4. The pendulum rocker damper according to claim 1, wherein the second component is formed as a section projecting outwards in the radial direction (R) of the pendulum rocker damper on the secondary flange or is connected to the secondary flange.

5. The pendulum rocker damper according to claim 1, wherein the primary flange and the secondary flange overlap in the axial direction (A) of the pendulum rocker damper and are preferably arranged in the same axial plane.

6. The pendulum rocker damper according to claim 1, wherein the first component is designed as a spring device preloaded in the axial direction (A) of the pendulum rocker damper against the secondary flange or wherein the second component is designed as a spring device preloaded in the axial direction (A) of the pendulum rocker damper against the primary flange.

7. The pendulum rocker damper according to claim 6, wherein the spring device has two spring plates fastened to the secondary flange, wherein one of the spring plates is arranged on one side of the secondary flange and the other of the spring plates is arranged in the axial direction (A) on the other side of the secondary flange, and wherein both spring plates clamp the primary flange between them in a friction-locking manner.

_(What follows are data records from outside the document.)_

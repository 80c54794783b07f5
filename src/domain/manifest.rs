//! Sample manifests
//!
//! The full per-sample record returned by `getSampleManifest`: patient and
//! specimen metadata, libraries with their sequencing runs, and QC reports.
//! Every field defaults when absent; the service routinely omits fields for
//! samples that have not been sequenced yet.

use serde::{Deserialize, Serialize};

/// Full manifest for one IGO sample
#[derive(Debug, Clone, Default, PartialEq, Serialize, Deserialize)]
#[serde(rename_all = "camelCase", default)]
pub struct SampleManifest {
    pub bait_set: String,
    #[serde(rename = "cfDNA2dBarcode")]
    pub cf_dna_2d_barcode: String,
    pub cmo_info_igo_id: String,
    pub cmo_patient_id: String,
    pub cmo_sample_class: String,
    pub cmo_sample_name: String,
    pub collection_year: String,
    pub igo_id: String,
    pub investigator_sample_id: String,
    pub libraries: Vec<Library>,
    pub onco_tree_code: String,
    pub preservation: String,
    pub qc_reports: Vec<QcReport>,
    pub sample_name: String,
    pub sample_origin: String,
    pub sex: String,
    pub species: String,
    pub specimen_type: String,
    pub tissue_location: String,
    pub tube_id: String,
    pub tumor_or_normal: String,
}

/// A sequencing library prepared from a sample
#[derive(Debug, Clone, Default, PartialEq, Serialize, Deserialize)]
#[serde(rename_all = "camelCase", default)]
pub struct Library {
    pub barcode_id: String,
    pub barcode_index: String,
    pub capture_concentration_nm: String,
    pub capture_input_ng: String,
    pub capture_name: String,
    pub dna_input_ng: f64,
    pub library_concentration_ngul: f64,
    pub library_igo_id: String,
    pub library_volume: f64,
    pub runs: Vec<Run>,
}

/// One sequencing run of a library
#[derive(Debug, Clone, Default, PartialEq, Serialize, Deserialize)]
#[serde(rename_all = "camelCase", default)]
pub struct Run {
    pub fastqs: Vec<String>,
    pub flow_cell_id: String,
    pub flow_cell_lanes: Vec<i64>,
    pub read_length: String,
    pub run_date: String,
    pub run_id: String,
    pub run_mode: String,
}

/// QC decision attached to a sample
#[derive(Debug, Clone, Default, PartialEq, Serialize, Deserialize)]
#[serde(rename_all = "camelCase", default)]
pub struct QcReport {
    #[serde(rename = "IGORecommendation")]
    pub igo_recommendation: String,
    pub comments: String,
    pub investigator_decision: String,
    pub qc_report_type: String,
}

impl SampleManifest {
    /// Total number of runs across all libraries
    pub fn run_count(&self) -> usize {
        self.libraries.iter().map(|library| library.runs.len()).sum()
    }
}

8. The pendulum rocker damper according to claim 7, wherein the spring plates are fastened to a section projecting outwards in the radial direction (R) on the secondary flange and are in friction-locking contact with a circular arc section of the primary flange, which is limited in the circumferential direction (U) of the pendulum rocker damper by two stops projecting inwards in the radial direction (R), wherein the secondary flange-side section can come into contact with one of the stops in each case in order to limit the rotation of the pendulum rocker damper.

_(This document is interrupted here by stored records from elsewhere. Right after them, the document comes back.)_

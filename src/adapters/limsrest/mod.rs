//! LimsRest adapter implementation
//!
//! This module provides the integration with the LimsRest service: the
//! authenticated transport, endpoint construction, the [`LimsSource`] trait
//! and its HTTP-backed [`LimsRestClient`].

pub mod client;
pub mod endpoints;
pub mod source;
pub mod transport;

pub use client::{select_manifest, LimsRestClient};
pub use endpoints::Endpoints;
pub use source::LimsSource;
pub use transport::{HttpTransport, Transport};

9. The pendulum rocker damper according to claim 6, wherein the spring device has two spring plates fastened to the primary flange, wherein one of the spring plates is arranged on one side of the primary flange and the other of the spring plates is arranged in the axial direction (A) on the other side of the primary flange, and wherein both spring plates clamp the secondary flange between them in a friction-locking manner.

10. The pendulum rocker damper according to claim 9, wherein the spring plates are designed in the form of circular arc segments and are in friction-locking contact with an outwardly projecting section of the secondary flange, wherein the primary flange has two stops projecting inwards in the radial direction (R) and spaced apart from one another in the circumferential direction (U) of the pendulum rocker damper, and wherein the secondary flange-side section can come into contact with one of the stops in each case in order to limit the rotation of the pendulum rocker damper.